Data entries
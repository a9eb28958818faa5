use catalog::RegionCatalog;
use metrics::MetricsSnapshot;
use protocol::{ApiError, NearestRegion};

use crate::event::{Effect, Event, FetchSeq};
use crate::notice::{Notice, NoticeBus};
use crate::resolver::{LocationResolver, ResolverPhase};
use crate::selection::Selection;

/// Hub of the dashboard session.
///
/// Owns the one Selection+Snapshot record and arbitrates between the three
/// asynchronous inputs. All ordering guarantees live here and in
/// [`RegionCatalog`]:
/// - manual selections latch `user_interacted`, which outranks a pending or
///   late auto-detect result regardless of arrival order;
/// - district-list and metrics requests carry monotonic sequence numbers, so
///   a response for a superseded selection is discarded, not applied.
///
/// There is no cancellation of in-flight work; stale responses are simply
/// dropped when they complete.
#[derive(Debug)]
pub struct DashboardController {
    catalog: RegionCatalog,
    selection: Selection,
    snapshot: Option<MetricsSnapshot>,
    loading: bool,
    resolver: LocationResolver,
    notices: NoticeBus,
    next_fetch: u64,
    newest_fetch: Option<FetchSeq>,
    started: bool,
}

impl DashboardController {
    pub fn new() -> Self {
        Self {
            catalog: RegionCatalog::new(),
            selection: Selection::new(),
            snapshot: None,
            loading: false,
            resolver: LocationResolver::new(),
            notices: NoticeBus::new(),
            next_fetch: 0,
            newest_fetch: None,
            started: false,
        }
    }

    /// Issues the once-per-session states load.
    pub fn start(&mut self) -> Vec<Effect> {
        if self.started {
            return Vec::new();
        }
        self.started = true;
        vec![Effect::LoadStates]
    }

    pub fn selection(&self) -> &Selection {
        &self.selection
    }

    pub fn catalog(&self) -> &RegionCatalog {
        &self.catalog
    }

    pub fn snapshot(&self) -> Option<&MetricsSnapshot> {
        self.snapshot.as_ref()
    }

    pub fn is_loading(&self) -> bool {
        self.loading
    }

    pub fn resolver_phase(&self) -> ResolverPhase {
        self.resolver.phase()
    }

    /// Pending user-facing reports; the view drains these after each event.
    pub fn drain_notices(&mut self) -> Vec<Notice> {
        self.notices.drain()
    }

    pub fn handle(&mut self, event: Event) -> Vec<Effect> {
        match event {
            Event::StatesLoaded(Ok(states)) => {
                self.catalog.apply_states(states);
                if !self.catalog.states().is_empty() && self.resolver.arm() {
                    return vec![Effect::RequestLocationFix];
                }
                Vec::new()
            }
            Event::StatesLoaded(Err(err)) => {
                // No automatic retry; the catalog stays empty and the UI
                // stays interactive.
                self.notices.emit(Notice::StatesLoadFailed(err.to_string()));
                Vec::new()
            }
            Event::StateSelected(state_id) => self.state_selected(state_id),
            Event::DistrictSelected(name) => self.district_selected(name),
            Event::DistrictsLoaded { seq, result } => {
                match result {
                    Ok(districts) => {
                        self.catalog.apply_districts(seq, districts);
                    }
                    Err(err) => {
                        if self.catalog.fail_districts(seq) {
                            self.notices
                                .emit(Notice::DistrictsLoadFailed(err.to_string()));
                        }
                    }
                }
                Vec::new()
            }
            Event::LocationFix(Ok(coords)) => {
                if !self.resolver.is_requesting() {
                    return Vec::new();
                }
                vec![Effect::LookupNearest {
                    latitude: coords.latitude,
                    longitude: coords.longitude,
                }]
            }
            Event::LocationFix(Err(err)) => {
                self.resolver.failed();
                self.notices.emit(Notice::LocationDenied(err.to_string()));
                Vec::new()
            }
            Event::NearestResolved(Ok(nearest)) => {
                self.resolver.resolved();
                self.location_resolved(nearest)
            }
            Event::NearestResolved(Err(err)) => {
                self.resolver.failed();
                match err {
                    ApiError::Invalid(_) => self.notices.emit(Notice::LocationInvalid),
                    other => self
                        .notices
                        .emit(Notice::LocationLookupFailed(other.to_string())),
                }
                Vec::new()
            }
            Event::MetricsLoaded { seq, result } => {
                if self.newest_fetch != Some(seq) {
                    // Superseded request; do not touch the snapshot or the
                    // loading flag owned by the newer request.
                    return Vec::new();
                }
                self.loading = false;
                match result {
                    Ok(snapshot) => self.snapshot = Some(snapshot),
                    Err(err) => {
                        // Previous snapshot, if any, stays visible.
                        self.notices
                            .emit(Notice::MetricsLoadFailed(err.to_string()));
                    }
                }
                Vec::new()
            }
        }
    }

    /// Manual state selection.
    ///
    /// Clears the district and snapshot in the same transition, so no view
    /// can observe a mismatched (state, district) pair. Any in-flight
    /// metrics request is orphaned here and its response will be dropped.
    pub fn state_selected(&mut self, state_id: impl Into<String>) -> Vec<Effect> {
        let state_id = state_id.into();
        self.selection.user_interacted = true;
        self.selection.state_id = Some(state_id.clone());
        self.selection.district_name = None;
        self.snapshot = None;
        self.newest_fetch = None;
        self.loading = false;

        let seq = self.catalog.issue_district_request(&state_id);
        vec![Effect::LoadDistricts { seq, state_id }]
    }

    /// Manual district selection; a no-op while no state is selected.
    pub fn district_selected(&mut self, district_name: impl Into<String>) -> Vec<Effect> {
        let Some(state_id) = self.selection.state_id.clone() else {
            return Vec::new();
        };
        let district_name = district_name.into();
        self.selection.user_interacted = true;
        self.selection.district_name = Some(district_name.clone());
        self.fetch_metrics(state_id, district_name)
    }

    /// Applies an accepted auto-detect result.
    ///
    /// Discarded outright once `user_interacted` is latched; otherwise the
    /// state and district change together in one transition, and both the
    /// district list and the metrics fetch are kicked off.
    pub fn location_resolved(&mut self, nearest: NearestRegion) -> Vec<Effect> {
        if self.selection.user_interacted {
            return Vec::new();
        }

        self.selection.state_id = Some(nearest.state_id.clone());
        self.selection.district_name = Some(nearest.district_name_en.clone());
        self.snapshot = None;

        self.notices.emit(Notice::LocationDetected {
            district_name: nearest.district_name_en.clone(),
            state_name: nearest.state_name_en.clone(),
        });

        let seq = self.catalog.issue_district_request(&nearest.state_id);
        let mut effects = vec![Effect::LoadDistricts {
            seq,
            state_id: nearest.state_id.clone(),
        }];
        effects.extend(self.fetch_metrics(nearest.state_id, nearest.district_name_en));
        effects
    }

    fn fetch_metrics(&mut self, state_id: String, district_name: String) -> Vec<Effect> {
        let seq = FetchSeq(self.next_fetch);
        self.next_fetch = self.next_fetch.wrapping_add(1);
        self.newest_fetch = Some(seq);
        self.loading = true;
        vec![Effect::FetchMetrics {
            seq,
            state_id,
            district_name,
        }]
    }
}

impl Default for DashboardController {
    fn default() -> Self {
        Self::new()
    }
}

— To do —
Take each line above that holds the string "NearestRegion" and copy it.

— Output below —
use protocol::{ApiError, NearestRegion};
    pub fn location_resolved(&mut self, nearest: NearestRegion) -> Vec<Effect> {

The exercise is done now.